| Brief |
Starting with the first line of the records, write out each line exactly until you have included the line containing "the admission engine.".

= = = = = = =

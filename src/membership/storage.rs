//! Storage traits for membership data.
//!
//! Implement these traits to persist membership state to your database.
//! An in-memory implementation is provided for testing.

use crate::error::Result;
use async_trait::async_trait;
use chrono::{DateTime, NaiveDate, Utc};
use serde::{Deserialize, Serialize};

use super::roles::Role;

/// A gym member as seen by the admission engine.
///
/// Member accounts are created and managed by the embedding application;
/// this crate only reads them through [`MemberDirectory`].
#[derive(Debug, Clone, Serialize, Deserialize, PartialEq, Eq)]
pub struct Member {
    /// Unique member ID.
    pub id: u64,
    /// First name.
    pub first_name: String,
    /// Last name.
    pub last_name: String,
    /// Email address.
    pub email: String,
    /// Role within the gym.
    pub role: Role,
    /// Account status.
    pub status: MemberStatus,
}

impl Member {
    /// Full display name.
    #[must_use]
    pub fn full_name(&self) -> String {
        format!("{} {}", self.first_name, self.last_name)
    }
}

/// Account status of a member.
#[derive(Debug, Clone, Copy, PartialEq, Eq, Serialize, Deserialize)]
#[serde(rename_all = "snake_case")]
pub enum MemberStatus {
    /// Account in good standing.
    Active,
    /// Account deactivated by staff.
    Inactive,
    /// Account suspended pending review.
    Suspended,
}

impl MemberStatus {
    /// Whether the account may use the facility.
    #[must_use]
    pub fn is_active(&self) -> bool {
        matches!(self, Self::Active)
    }

    /// Convert to string.
    #[must_use]
    pub fn as_str(&self) -> &'static str {
        match self {
            Self::Active => "active",
            Self::Inactive => "inactive",
            Self::Suspended => "suspended",
        }
    }
}

impl std::fmt::Display for MemberStatus {
    fn fmt(&self, f: &mut std::fmt::Formatter<'_>) -> std::fmt::Result {
        write!(f, "{}", self.as_str())
    }
}

/// Read-only lookup of member accounts.
#[async_trait]
pub trait MemberDirectory: Send + Sync {
    /// Get a member by ID.
    async fn find_member(&self, member_id: u64) -> Result<Option<Member>>;
}
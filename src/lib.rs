//! Fitgate - membership lifecycle and admission control for gyms
//!
//! Fitgate is the decision core of a gym management system: the
//! subscription state machine, the check-in admission gate, and
//! capacity-bounded class registration with waitlisting. It owns no HTTP
//! layer and no database; you bring storage by implementing the traits in
//! [`membership::storage`], and an embedding application maps the error
//! kinds in [`error`] to transport responses.
//!
//! # Features
//!
//! - **Lifecycle**: derive active/frozen/expired/canceled status on read,
//!   freeze/unfreeze windows, finite entry quotas
//! - **Admission**: ordered check-in rule gate with persisted, append-only
//!   decision records (denials included)
//! - **Classes**: atomic capacity gate, idempotent cancellation, ordered
//!   waitlists
//! - **Payments**: debt tracking that bars entry until settled
//! - **Testing**: in-memory store and collecting audit logger behind the
//!   `test-membership` feature
//!
//! # Quick Start
//!
//! ```rust,ignore
//! use fitgate::membership::{CheckinManager, MembershipConfig, Plans, SubscriptionManager};
//!
//! #[tokio::main]
//! async fn main() -> fitgate::Result<()> {
//!     fitgate::init_tracing();
//!
//!     let plans = Plans::builder()
//!         .plan("monthly").price_cents(4900).valid_days(30).done()
//!         .build();
//!     let config = MembershipConfig::default();
//!
//!     let subscriptions =
//!         SubscriptionManager::new(store.clone(), directory.clone(), plans, config.clone());
//!     subscriptions.create_subscription(member_id, "monthly", None, today).await?;
//!
//!     let checkins = CheckinManager::new(store, directory, ledger, config);
//!     let record = checkins.attempt_checkin(member_id, chrono::Utc::now()).await?;
//!     println!("{}: {}", record.result, record.reason);
//!     Ok(())
//! }
//! ```

pub mod error;
pub mod membership;

pub use error::{ErrorKind, FitgateError, Result};

use tracing_subscriber::layer::SubscriberExt;
use tracing_subscriber::util::SubscriberInitExt;
use tracing_subscriber::EnvFilter;

/// Initialize tracing with sensible defaults.
///
/// Respects `RUST_LOG` for filtering (defaulting to `info`) and switches
/// to JSON output when `FITGATE_LOG_JSON=true`.
///
/// # Example
///
/// ```rust,no_run
/// fn main() {
///     fitgate::init_tracing();
///     // ... rest of your app
/// }
/// ```
pub fn init_tracing() {
    let env_filter = EnvFilter::try_from_default_env().unwrap_or_else(|_| EnvFilter::new("info"));

    let json_logs = std::env::var("FITGATE_LOG_JSON")
        .map(|v| v.parse::<bool>().unwrap_or(false))
        .unwrap_or(false);

    if json_logs {
        tracing_subscriber::registry()
            .with(env_filter)
            .with(tracing_subscriber::fmt::layer().json())
            .init();
    } else {
        tracing_subscriber::registry()
            .with(env_filter)
            .with(tracing_subscriber::fmt::layer())
            .init();
    }
}
//! Membership-specific error types.
//!
//! Provides granular error types for lifecycle, admission, and registration
//! operations, enabling better error handling and more informative messages
//! for API consumers.

use std::fmt;

/// Membership-specific errors.
///
/// These errors carry more context than the top-level kinds and can be
/// converted to [`FitgateError`](crate::error::FitgateError) for callers.
#[derive(Debug, Clone, PartialEq, Eq)]
pub enum MembershipError {
    // Missing entities
    /// The referenced member does not exist.
    MemberNotFound { member_id: u64 },
    /// The referenced plan does not exist or is inactive.
    PlanNotFound { plan_id: String },
    /// The referenced subscription does not exist.
    SubscriptionNotFound { subscription_id: u64 },
    /// The referenced class does not exist.
    ClassNotFound { class_id: u64 },
    /// No registration exists for the (class, member) pair.
    RegistrationNotFound { class_id: u64, member_id: u64 },
    /// No waitlist entry exists for the (class, member) pair.
    WaitlistEntryNotFound { class_id: u64, member_id: u64 },
    /// The referenced payment does not exist.
    PaymentNotFound { payment_id: u64 },
    /// The referenced check-in record does not exist.
    CheckinNotFound { checkin_id: u64 },

    // Conflicts
    /// The member already holds a live (active or frozen) subscription.
    AlreadySubscribed { member_id: u64 },
    /// The member already holds an active registration for the class.
    AlreadyRegistered { class_id: u64, member_id: u64 },
    /// The class has no free slot.
    ClassFull { class_id: u64, capacity: u32 },
    /// The member is already on the class waitlist.
    AlreadyWaitlisted { class_id: u64, member_id: u64 },

    // Quota
    /// The subscription's finite entry quota is at zero.
    NoRemainingEntries { subscription_id: u64 },

    // Validation
    /// The freeze duration is outside the accepted range.
    InvalidFreezeDuration { days: u32, min: u32, max: u32 },

    // Concurrency
    /// A concurrent writer modified the record; the operation may be retried.
    ConcurrentModification { subscription_id: u64 },
}

impl fmt::Display for MembershipError {
    fn fmt(&self, f: &mut fmt::Formatter<'_>) -> fmt::Result {
        match self {
            Self::MemberNotFound { member_id } => {
                write!(f, "Member not found: {}", member_id)
            }
            Self::PlanNotFound { plan_id } => {
                write!(f, "Plan not found: {}", plan_id)
            }
            Self::SubscriptionNotFound { subscription_id } => {
                write!(f, "Subscription not found: {}", subscription_id)
            }
            Self::ClassNotFound { class_id } => {
                write!(f, "Class not found: {}", class_id)
            }
            Self::RegistrationNotFound { class_id, member_id } => {
                write!(f, "No registration for member {} in class {}", member_id, class_id)
            }
            Self::WaitlistEntryNotFound { class_id, member_id } => {
                write!(f, "Member {} is not on the waitlist for class {}", member_id, class_id)
            }
            Self::PaymentNotFound { payment_id } => {
                write!(f, "Payment not found: {}", payment_id)
            }
            Self::CheckinNotFound { checkin_id } => {
                write!(f, "Check-in record not found: {}", checkin_id)
            }
            Self::AlreadySubscribed { member_id } => {
                write!(f, "Member {} already has an active subscription", member_id)
            }
            Self::AlreadyRegistered { class_id, member_id } => {
                write!(f, "Member {} already registered for class {}", member_id, class_id)
            }
            Self::ClassFull { class_id, capacity } => {
                write!(f, "Class {} is full (capacity {})", class_id, capacity)
            }
            Self::AlreadyWaitlisted { class_id, member_id } => {
                write!(f, "Member {} already on waiting list for class {}", member_id, class_id)
            }
            Self::NoRemainingEntries { subscription_id } => {
                write!(f, "No remaining entries on subscription {}", subscription_id)
            }
            Self::InvalidFreezeDuration { days, min, max } => {
                write!(f, "Freeze duration {} days is outside [{}, {}]", days, min, max)
            }
            Self::ConcurrentModification { subscription_id } => {
                write!(f, "Concurrent modification of subscription {}, please retry", subscription_id)
            }
        }
    }
}

impl std::error::Error for MembershipError {}

impl From<MembershipError> for crate::error::FitgateError {
    fn from(err: MembershipError) -> Self {
        match &err {
            MembershipError::MemberNotFound { .. }
            | MembershipError::PlanNotFound { .. }
            | MembershipError::SubscriptionNotFound { .. }
            | MembershipError::ClassNotFound { .. }
            | MembershipError::RegistrationNotFound { .. }
            | MembershipError::WaitlistEntryNotFound { .. }
            | MembershipError::PaymentNotFound { .. }
            | MembershipError::CheckinNotFound { .. } => {
                crate::error::FitgateError::NotFound(err.to_string())
            }

            MembershipError::AlreadySubscribed { .. }
            | MembershipError::AlreadyRegistered { .. }
            | MembershipError::ClassFull { .. }
            | MembershipError::AlreadyWaitlisted { .. } => {
                crate::error::FitgateError::Conflict(err.to_string())
            }

            MembershipError::NoRemainingEntries { .. } => {
                crate::error::FitgateError::QuotaExhausted(err.to_string())
            }

            MembershipError::InvalidFreezeDuration { .. } => {
                crate::error::FitgateError::InvalidArgument(err.to_string())
            }

            MembershipError::ConcurrentModification { .. } => {
                crate::error::FitgateError::Internal(err.to_string())
            }
        }
    }
}

impl MembershipError {
    /// Check if this error is retryable.
    #[must_use]
    pub fn is_retryable(&self) -> bool {
        matches!(self, Self::ConcurrentModification { .. })
    }

    /// Check if this error reports a missing entity.
    #[must_use]
    pub fn is_not_found(&self) -> bool {
        matches!(
            self,
            Self::MemberNotFound { .. }
                | Self::PlanNotFound { .. }
                | Self::SubscriptionNotFound { .. }
                | Self::ClassNotFound { .. }
                | Self::RegistrationNotFound { .. }
                | Self::WaitlistEntryNotFound { .. }
                | Self::PaymentNotFound { .. }
                | Self::CheckinNotFound { .. }
        )
    }
}

#[cfg(test)]
mod tests {
    use super::*;
    use crate::error::{ErrorKind, FitgateError};

    #[test]
    fn test_error_display() {
        let err = MembershipError::ClassFull { class_id: 7, capacity: 20 };
        assert_eq!(err.to_string(), "Class 7 is full (capacity 20)");

        let err = MembershipError::InvalidFreezeDuration { days: 400, min: 1, max: 365 };
        assert_eq!(err.to_string(), "Freeze duration 400 days is outside [1, 365]");
    }

    #[test]
    fn test_convert_to_fitgate_error() {
        let err = MembershipError::MemberNotFound { member_id: 42 };
        let top: FitgateError = err.into();
        assert_eq!(top.kind(), ErrorKind::NotFound);

        let err = MembershipError::AlreadyRegistered { class_id: 1, member_id: 2 };
        let top: FitgateError = err.into();
        assert_eq!(top.kind(), ErrorKind::Conflict);

        let err = MembershipError::NoRemainingEntries { subscription_id: 3 };
        let top: FitgateError = err.into();
        assert_eq!(top.kind(), ErrorKind::QuotaExhausted);

        let err = MembershipError::InvalidFreezeDuration { days: 0, min: 1, max: 365 };
        let top: FitgateError = err.into();
        assert_eq!(top.kind(), ErrorKind::InvalidArgument);

        let err = MembershipError::ConcurrentModification { subscription_id: 9 };
        let top: FitgateError = err.into();
        assert_eq!(top.kind(), ErrorKind::Internal);
    }

    #[test]
    fn test_error_classification() {
        assert!(MembershipError::ConcurrentModification { subscription_id: 1 }.is_retryable());
        assert!(!MembershipError::ClassFull { class_id: 1, capacity: 5 }.is_retryable());
        assert!(MembershipError::PlanNotFound { plan_id: "monthly".into() }.is_not_found());
        assert!(!MembershipError::AlreadySubscribed { member_id: 1 }.is_not_found());
    }
}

= = = = = = =

| Exercise solution |
filename src/membership/storage.rs
//! Storage traits for membership data.
//!
//! Implement these traits to persist membership state to your database.
//! An in-memory implementation is provided for testing.

use crate::error::Result;
use async_trait::async_trait;
use chrono::{DateTime, NaiveDate, Utc};
use serde::{Deserialize, Serialize};

use super::roles::Role;

/// A gym member as seen by the admission engine.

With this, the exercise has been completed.